━━━ THE RECORDS ━━━
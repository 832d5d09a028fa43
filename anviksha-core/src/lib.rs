//! Anviksha Core - Analysis Data Model
//!
//! This crate provides the typed report produced by the chest X-ray
//! analysis pipeline:
//! - Findings with category, severity, confidence and bounding box
//! - The full per-image analysis result
//! - The ephemeral analysis request (image payload + credential)
//!
//! Every type round-trips through the camelCase JSON shape the model
//! provider is asked to return.

#![warn(
    clippy::all,
    clippy::pedantic,
    clippy::nursery,
)]
#![allow(
    clippy::module_name_repetitions,  // Often necessary for clarity
)]

pub mod models;

pub use models::{
    analysis_result::{AnalysisResult, EXHAUSTED_ASSESSMENT},
    finding::{BoundingBox, Category, Finding, Severity},
    request::{AnalysisRequest, Credential, ImagePayload, ACCEPTED_UPLOAD_TYPES},
};

/// Result type used throughout Anviksha core
pub type Result<T> = std::result::Result<T, Error>;

/// Error types for Anviksha core operations
#[derive(Debug, thiserror::Error)]
pub enum Error {
    /// Image payload rejected before analysis
    #[error("Invalid image: {0}")]
    InvalidImage(String),

    /// A finding or result violates a domain invariant
    #[error("Invalid analysis result: {0}")]
    InvalidResult(String),
}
━━━
◆ TASK PROMPT: Retype exactly the lines above, from the one with "Analysis Data Model" through the one with "Anviksha core operations", inclusive.

◆ EXERCISE RESPONSE:
//! Anviksha Core - Analysis Data Model
//!
//! This crate provides the typed report produced by the chest X-ray
//! analysis pipeline:
//! - Findings with category, severity, confidence and bounding box
//! - The full per-image analysis result
//! - The ephemeral analysis request (image payload + credential)
//!
//! Every type round-trips through the camelCase JSON shape the model
//! provider is asked to return.

#![warn(
    clippy::all,
    clippy::pedantic,
    clippy::nursery,
)]
#![allow(
    clippy::module_name_repetitions,  // Often necessary for clarity
)]

pub mod models;

pub use models::{
    analysis_result::{AnalysisResult, EXHAUSTED_ASSESSMENT},
    finding::{BoundingBox, Category, Finding, Severity},
    request::{AnalysisRequest, Credential, ImagePayload, ACCEPTED_UPLOAD_TYPES},
};

/// Result type used throughout Anviksha core
pub type Result<T> = std::result::Result<T, Error>;

/// Error types for Anviksha core operations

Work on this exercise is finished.